## PROBLEM TO WORK ON:
Look below for the line that contains "self.get(column)", then copy it and each following line exactly, through and including the line that contains "pub fn columns(&self)".

#####

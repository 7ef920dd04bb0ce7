//! Literal values bound to placeholders, and the placeholder context map.
//!
//! A [`Value`] is what a statement carries out-of-band for every literal the
//! caller supplied. The same type is used for decoded result cells, so cached
//! rows and bound parameters share one representation.

use bytes::BytesMut;
use chrono::{DateTime, Utc};
use serde::{Deserialize, Serialize};
use std::collections::BTreeMap;
use tokio_postgres::types::{IsNull, ToSql, Type, to_sql_checked};
use uuid::Uuid;

/// Mapping from placeholder name (without the leading `:`) to its literal.
///
/// Ordered, so serialising a context is stable regardless of insertion order.
pub type Context = BTreeMap<String, Value>;

/// A scalar literal or result cell.
#[derive(Debug, Clone, PartialEq, Serialize, Deserialize)]
pub enum Value {
    Null,
    Bool(bool),
    Int(i64),
    Float(f64),
    Text(String),
    Bytes(Vec<u8>),
    Json(serde_json::Value),
    Uuid(Uuid),
    Timestamp(DateTime<Utc>),
}

impl Value {
    /// Whether this is SQL `NULL`.
    pub fn is_null(&self) -> bool {
        matches!(self, Value::Null)
    }

    pub fn as_bool(&self) -> Option<bool> {
        match self {
            Value::Bool(b) => Some(*b),
            _ => None,
        }
    }

    pub fn as_i64(&self) -> Option<i64> {
        match self {
            Value::Int(i) => Some(*i),
            _ => None,
        }
    }

    pub fn as_f64(&self) -> Option<f64> {
        match self {
            Value::Float(f) => Some(*f),
            Value::Int(i) => Some(*i as f64),
            _ => None,
        }
    }

    pub fn as_str(&self) -> Option<&str> {
        match self {
            Value::Text(s) => Some(s),
            _ => None,
        }
    }

    /// Plain JSON rendering (untagged), used for typed row mapping.
    ///
    /// Non-finite floats become `null`; UUIDs and timestamps become strings.
    pub fn to_json(&self) -> serde_json::Value {
        use serde_json::Value as J;
        match self {
            Value::Null => J::Null,
            Value::Bool(b) => J::Bool(*b),
            Value::Int(i) => J::from(*i),
            Value::Float(f) => serde_json::Number::from_f64(*f).map_or(J::Null, J::Number),
            Value::Text(s) => J::String(s.clone()),
            Value::Bytes(b) => J::from(b.clone()),
            Value::Json(j) => j.clone(),
            Value::Uuid(u) => J::String(u.to_string()),
            Value::Timestamp(t) => J::String(t.to_rfc3339()),
        }
    }
}

macro_rules! impl_from_int {
    ($($t:ty),*) => {
        $(
            impl From<$t> for Value {
                fn from(v: $t) -> Self {
                    Value::Int(i64::from(v))
                }
            }
        )*
    };
}

impl_from_int!(i8, i16, i32, i64, u8, u16, u32);

impl From<bool> for Value {
    fn from(v: bool) -> Self {
        Value::Bool(v)
    }
}

impl From<f32> for Value {
    fn from(v: f32) -> Self {
        Value::Float(f64::from(v))
    }
}

impl From<f64> for Value {
    fn from(v: f64) -> Self {
        Value::Float(v)
    }
}

impl From<&str> for Value {
    fn from(v: &str) -> Self {
        Value::Text(v.to_string())
    }
}

impl From<String> for Value {
    fn from(v: String) -> Self {
        Value::Text(v)
    }
}

impl From<&String> for Value {
    fn from(v: &String) -> Self {
        Value::Text(v.clone())
    }
}

impl From<Vec<u8>> for Value {
    fn from(v: Vec<u8>) -> Self {
        Value::Bytes(v)
    }
}

impl From<serde_json::Value> for Value {
    fn from(v: serde_json::Value) -> Self {
        Value::Json(v)
    }
}

impl From<Uuid> for Value {
    fn from(v: Uuid) -> Self {
        Value::Uuid(v)
    }
}

impl From<DateTime<Utc>> for Value {
    fn from(v: DateTime<Utc>) -> Self {
        Value::Timestamp(v)
    }
}

impl<T: Into<Value>> From<Option<T>> for Value {
    fn from(v: Option<T>) -> Self {
        v.map_or(Value::Null, Into::into)
    }
}

impl ToSql for Value {
    fn to_sql(
        &self,
        ty: &Type,
        out: &mut BytesMut,
    ) -> Result<IsNull, Box<dyn std::error::Error + Sync + Send>> {
        match self {
            Value::Null => Ok(IsNull::Yes),
            Value::Bool(b) => b.to_sql_checked(ty, out),
            Value::Int(i) => match *ty {
                Type::INT2 => i16::try_from(*i)?.to_sql_checked(ty, out),
                Type::INT4 => i32::try_from(*i)?.to_sql_checked(ty, out),
                Type::OID => u32::try_from(*i)?.to_sql_checked(ty, out),
                Type::FLOAT8 => (*i as f64).to_sql_checked(ty, out),
                _ => i.to_sql_checked(ty, out),
            },
            Value::Float(f) => match *ty {
                Type::FLOAT4 => (*f as f32).to_sql_checked(ty, out),
                _ => f.to_sql_checked(ty, out),
            },
            Value::Text(s) => s.to_sql_checked(ty, out),
            Value::Bytes(b) => b.to_sql_checked(ty, out),
            Value::Json(j) => j.to_sql_checked(ty, out),
            Value::Uuid(u) => u.to_sql_checked(ty, out),
            Value::Timestamp(ts) => match *ty {
                Type::TIMESTAMP => ts.naive_utc().to_sql_checked(ty, out),
                _ => ts.to_sql_checked(ty, out),
            },
        }
    }

    fn accepts(_ty: &Type) -> bool {
        true
    }

    to_sql_checked!();
}

#[cfg(test)]
mod tests {
    use super::*;

    #[test]
    fn test_from_option() {
        assert_eq!(Value::from(None::<i32>), Value::Null);
        assert_eq!(Value::from(Some(5i32)), Value::Int(5));
        assert!(Value::from(None::<&str>).is_null());
    }

    #[test]
    fn test_accessors() {
        assert_eq!(Value::from("x").as_str(), Some("x"));
        assert_eq!(Value::from(3u8).as_i64(), Some(3));
        assert_eq!(Value::from(3i64).as_f64(), Some(3.0));
        assert_eq!(Value::from(true).as_bool(), Some(true));
        assert_eq!(Value::Null.as_str(), None);
    }

    #[test]
    fn test_int_narrowing_to_int4() {
        let mut buf = BytesMut::new();
        let res = Value::Int(7).to_sql_checked(&Type::INT4, &mut buf);
        assert!(matches!(res, Ok(IsNull::No)));
        assert_eq!(buf.len(), 4);

        let mut buf = BytesMut::new();
        let res = Value::Int(i64::MAX).to_sql_checked(&Type::INT4, &mut buf);
        assert!(res.is_err());
    }

    #[test]
    fn test_null_binds_as_null() {
        let mut buf = BytesMut::new();
        let res = Value::Null.to_sql_checked(&Type::TEXT, &mut buf);
        assert!(matches!(res, Ok(IsNull::Yes)));
    }

    #[test]
    fn test_text_rejects_int_column() {
        let mut buf = BytesMut::new();
        assert!(
            Value::Text("x".into())
                .to_sql_checked(&Type::INT8, &mut buf)
                .is_err()
        );
    }

    #[test]
    fn test_to_json_is_untagged() {
        assert_eq!(Value::Int(3).to_json(), serde_json::json!(3));
        assert_eq!(Value::from("a").to_json(), serde_json::json!("a"));
        assert_eq!(Value::Float(f64::NAN).to_json(), serde_json::Value::Null);
        assert_eq!(Value::Null.to_json(), serde_json::Value::Null);
    }
}
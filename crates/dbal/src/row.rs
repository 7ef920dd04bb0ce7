//! Result rows.
//!
//! A [`Row`] is an ordered list of `(column, Value)` pairs, independent of the
//! backend that produced it, so rows can be cached and compared.

use crate::error::{DbalError, DbalResult};
use crate::value::Value;
use chrono::{DateTime, NaiveDateTime, Utc};
use serde::de::DeserializeOwned;
use serde::{Deserialize, Serialize};
use tokio_postgres::types::{FromSql, Type};
use uuid::Uuid;

/// One result row: ordered `(column, value)` pairs.
#[derive(Debug, Clone, Default, PartialEq, Serialize, Deserialize)]
pub struct Row {
    cells: Vec<(String, Value)>,
}

impl Row {
    pub fn new(cells: Vec<(String, Value)>) -> Self {
        Self { cells }
    }

    /// Value of the first column named `column`.
    pub fn get(&self, column: &str) -> Option<&Value> {
        self.cells.iter().find(|(c, _)| c == column).map(|(_, v)| v)
    }

    /// Like [`Row::get`], but a missing column is a `Decode` error.
    pub fn try_get(&self, column: &str) -> DbalResult<&Value> {
        self.get(column)
            .ok_or_else(|| DbalError::decode(column, "no such column"))
    }

    /// Value at position `index`.
    pub fn get_index(&self, index: usize) -> Option<&Value> {
        self.cells.get(index).map(|(_, v)| v)
    }

    pub fn columns(&self) -> impl Iterator<Item = &str> {
        self.cells.iter().map(|(c, _)| c.as_str())
    }

    pub fn values(&self) -> impl Iterator<Item = &Value> {
        self.cells.iter().map(|(_, v)| v)
    }

    pub fn iter(&self) -> impl Iterator<Item = (&str, &Value)> {
        self.cells.iter().map(|(c, v)| (c.as_str(), v))
    }

    pub fn len(&self) -> usize {
        self.cells.len()
    }

    pub fn is_empty(&self) -> bool {
        self.cells.is_empty()
    }

    /// Map this row onto any `Deserialize` type, keyed by column name.
    ///
    /// ```ignore
    /// #[derive(serde::Deserialize)]
    /// struct User { id: i64, name: String }
    ///
    /// let user: User = row.deserialize()?;
    /// ```
    pub fn deserialize<T: DeserializeOwned>(&self) -> DbalResult<T> {
        let object: serde_json::Map<String, serde_json::Value> = self
            .cells
            .iter()
            .map(|(c, v)| (c.clone(), v.to_json()))
            .collect();
        serde_json::from_value(serde_json::Value::Object(object))
            .map_err(|e| DbalError::decode("*", e.to_string()))
    }

    /// Decode a backend row, converting each cell by its column type.
    pub fn from_pg(row: &tokio_postgres::Row) -> DbalResult<Self> {
        let cells = row
            .columns()
            .iter()
            .enumerate()
            .map(|(idx, column)| {
                let value = decode_cell(row, idx, column.type_())
                    .map_err(|e| DbalError::decode(column.name(), e))?;
                Ok((column.name().to_string(), value))
            })
            .collect::<DbalResult<Vec<_>>>()?;
        Ok(Self { cells })
    }
}

impl IntoIterator for Row {
    type Item = (String, Value);
    type IntoIter = std::vec::IntoIter<(String, Value)>;

    fn into_iter(self) -> Self::IntoIter {
        self.cells.into_iter()
    }
}

impl FromIterator<(String, Value)> for Row {
    fn from_iter<I: IntoIterator<Item = (String, Value)>>(iter: I) -> Self {
        Self {
            cells: iter.into_iter().collect(),
        }
    }
}

fn cell<'a, T>(row: &'a tokio_postgres::Row, idx: usize) -> Result<Option<T>, String>
where
    T: FromSql<'a>,
{
    row.try_get::<_, Option<T>>(idx).map_err(|e| e.to_string())
}

fn decode_cell(row: &tokio_postgres::Row, idx: usize, ty: &Type) -> Result<Value, String> {
    let value = match *ty {
        Type::BOOL => cell::<bool>(row, idx)?.map(Value::Bool),
        Type::CHAR => cell::<i8>(row, idx)?.map(Value::from),
        Type::INT2 => cell::<i16>(row, idx)?.map(Value::from),
        Type::INT4 => cell::<i32>(row, idx)?.map(Value::from),
        Type::INT8 => cell::<i64>(row, idx)?.map(Value::Int),
        Type::OID => cell::<u32>(row, idx)?.map(Value::from),
        Type::FLOAT4 => cell::<f32>(row, idx)?.map(Value::from),
        Type::FLOAT8 => cell::<f64>(row, idx)?.map(Value::Float),
        Type::BYTEA => cell::<Vec<u8>>(row, idx)?.map(Value::Bytes),
        Type::JSON | Type::JSONB => cell::<serde_json::Value>(row, idx)?.map(Value::Json),
        Type::UUID => cell::<Uuid>(row, idx)?.map(Value::Uuid),
        Type::TIMESTAMP => cell::<NaiveDateTime>(row, idx)?.map(|t| Value::Timestamp(t.and_utc())),
        Type::TIMESTAMPTZ => cell::<DateTime<Utc>>(row, idx)?.map(Value::Timestamp),
        Type::TEXT | Type::VARCHAR | Type::BPCHAR | Type::NAME | Type::UNKNOWN => {
            cell::<String>(row, idx)?.map(Value::Text)
        }
        _ => return Err(format!("unsupported column type '{ty}'")),
    };
    Ok(value.unwrap_or(Value::Null))
}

#####

## TASK RESULT:
        self.get(column)
            .ok_or_else(|| DbalError::decode(column, "no such column"))
    }

    /// Value at position `index`.
    pub fn get_index(&self, index: usize) -> Option<&Value> {
        self.cells.get(index).map(|(_, v)| v)
    }

    pub fn columns(&self) -> impl Iterator<Item = &str> {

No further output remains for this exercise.